══ Extracted information ══

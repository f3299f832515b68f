use unitgen_codegen::GeneratorCapability;
use unitgen_ir::{TypeDescriptor, TypeKind};

use crate::{naming::getter_name, unit};

/// Renders binding interfaces: one getter per property.
#[derive(Debug, Clone, Copy, Default)]
pub struct InterfaceGenerator;

impl GeneratorCapability for InterfaceGenerator {
    fn name(&self) -> &'static str {
        "interface"
    }

    fn is_acceptable(&self, ty: &TypeDescriptor) -> bool {
        ty.kind == TypeKind::Interface
    }

    fn generate(&self, ty: &TypeDescriptor) -> String {
        unit(&ty.package_name, true)
            .javadoc(ty.description.as_deref().unwrap_or_default())
            .block_with_close(&format!("public interface {} {{", ty.name), "}", |b| {
                b.each(&ty.properties, |b, p| {
                    b.line(&format!(
                        "{} {}();",
                        p.type_name,
                        getter_name(&p.name, &p.type_name)
                    ))
                })
            })
            .build()
    }

    fn unit_name(&self, ty: &TypeDescriptor) -> String {
        ty.name.clone()
    }
}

═══

**Task**
Return the whole of the data, character for character.

**Completed exercise**
repository f3299f832515b68f
use unitgen_codegen::GeneratorCapability;
use unitgen_ir::{TypeDescriptor, TypeKind};

use crate::{naming::getter_name, unit};

/// Renders binding interfaces: one getter per property.
#[derive(Debug, Clone, Copy, Default)]
pub struct InterfaceGenerator;

impl GeneratorCapability for InterfaceGenerator {
    fn name(&self) -> &'static str {
        "interface"
    }

    fn is_acceptable(&self, ty: &TypeDescriptor) -> bool {
        ty.kind == TypeKind::Interface
    }

    fn generate(&self, ty: &TypeDescriptor) -> String {
        unit(&ty.package_name, true)
            .javadoc(ty.description.as_deref().unwrap_or_default())
            .block_with_close(&format!("public interface {} {{", ty.name), "}", |b| {
                b.each(&ty.properties, |b, p| {
                    b.line(&format!(
                        "{} {}();",
                        p.type_name,
                        getter_name(&p.name, &p.type_name)
                    ))
                })
            })
            .build()
    }

    fn unit_name(&self, ty: &TypeDescriptor) -> String {
        ty.name.clone()
    }
}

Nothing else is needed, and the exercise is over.